Seeds of Peace began in 1993 as an idea of the American journalist John Wallach. At a state dinner with politicians from Israel, Egypt, and the Palestinian Authority, Wallach proposed that they bring 15 youngsters from each of their respective countries to a new camp he was founding in Maine. These 46, including 3 Americans, ranging in age from 13 to 18, comprised the first session of the Seeds of Peace Camp, founded on the site of the former Camp Powhatan in Otisfield, Maine.

The campers from 1993 were later present at the signing ceremony of the Declaration of Principles (better known as the Oslo Accords) in Washington, D.C. President Bill Clinton, Israeli Prime Minister Yitzhak Rabin, Israeli Foreign Minister Shimon Peres, and PLO Chairman Yasir Arafat were photographed holding Seeds of Peace T-shirts.

From its start in 1993 through 2010, Seeds says that over 4,000 children have attended the camp.

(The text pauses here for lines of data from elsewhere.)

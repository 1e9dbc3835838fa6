//! Synthetic CPU, memory and disk micro-benchmarks run off the calling thread

pub mod engine;
pub mod stages;

pub use engine::BenchmarkEngine;
//! Provider-facing side of the sensor stream

use std::time::Duration;

use flume::Sender;
use tracing::{trace, warn};

use crate::data::{Sample, SensorKind};
use crate::error::Result;

/// A sample tagged with the monitoring session it was produced for.
#[derive(Debug, Clone, Copy)]
pub(crate) struct FeedMessage {
    pub generation: u64,
    pub sample: Sample,
}

/// Handle a provider uses to push samples for one sensor into the stream.
#[derive(Debug, Clone)]
pub struct FeedSink {
    kind: SensorKind,
    generation: u64,
    tx: Sender<FeedMessage>,
}

impl FeedSink {
    pub(crate) fn new(kind: SensorKind, generation: u64, tx: Sender<FeedMessage>) -> Self {
        Self { kind, generation, tx }
    }

    /// Deliver one tick of a feed.
    ///
    /// `None` means the host produced no data this tick; the stream keeps its
    /// last value. Returns `false` once the stream is gone and the feed should stop.
    pub fn deliver(&self, sample: Option<Sample>) -> bool {
        let Some(sample) = sample else {
            trace!(kind = ?self.kind, "Feed tick without data");
            return !self.tx.is_disconnected();
        };

        if sample.kind() != self.kind {
            warn!(expected = ?self.kind, got = ?sample.kind(), "Dropping sample for wrong sensor");
            return true;
        }

        self.tx
            .send(FeedMessage {
                generation: self.generation,
                sample,
            })
            .is_ok()
    }
}

/// A live feed registration.
pub trait Subscription: Send {
    /// Stop delivering samples
    fn cancel(&mut self);
}

/// Source of motion data, injected into `SensorStream`.
pub trait MotionProvider: Send + Sync {
    /// Fixed hardware support for a sensor
    fn is_available(&self, kind: SensorKind) -> bool;

    /// Start delivering samples for `kind` roughly every `interval`
    fn subscribe(
        &self,
        kind: SensorKind,
        interval: Duration,
        sink: FeedSink,
    ) -> Result<Box<dyn Subscription>>;
}
//! devprobe library
//!
//! Device identity and hardware facts, live motion-sensor streaming, and a
//! small on-device benchmark.

pub mod benchmark;
pub mod collectors;
pub mod config;
pub mod data;
pub mod display;
pub mod error;
pub mod identifier;
pub mod sensors;
pub mod utils;

pub use benchmark::BenchmarkEngine;
pub use collectors::capabilities::CapabilitySnapshot;
pub use collectors::host::{HostProbe, LinuxHost};
pub use data::{BenchmarkSnapshot, DeviceFacts, SensorSnapshot, SystemLoad};
pub use error::{BenchmarkError, ProbeError, Result};
pub use sensors::{IioProvider, ManualProvider, MotionProvider, SensorStream};

/// Collect device facts from the running Linux host
pub fn collect_device_facts() -> DeviceFacts {
    CapabilitySnapshot::new(LinuxHost::new()).collect()
}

Children have attended from a wide variety of countries, with Seeds offices in Amman, Cairo, Gaza, Jerusalem, Kabul, Lahore, Mumbai, Otisfield, Ramallah, and Tel Aviv as of 2010.

A key goal of the Seeds of Peace program is to help teens have compassion for other people’s pain and challenge ideas that society has dictated to them.

==Organization==
John Wallach's vision focused on leaders of the next generation. The need to establish its legitimacy at home inspired the creation of the Delegation Leaders Program. Delegation Leaders are educators from the countries in conflict; they take part in the selection and orientation of Seeds at home. They accompany the Seeds to and from camp. While at camp, participants speak English as the common language of the camp.

The organization supports returning Seeds with year-round programming, including dialogue sessions, cross-cultural visits, educational and leadership development workshops, and outreach events.

In 2001, Seeds of Peace expanded to South Asia, bringing together conflicting sides from Afghanistan, India and Pakistan.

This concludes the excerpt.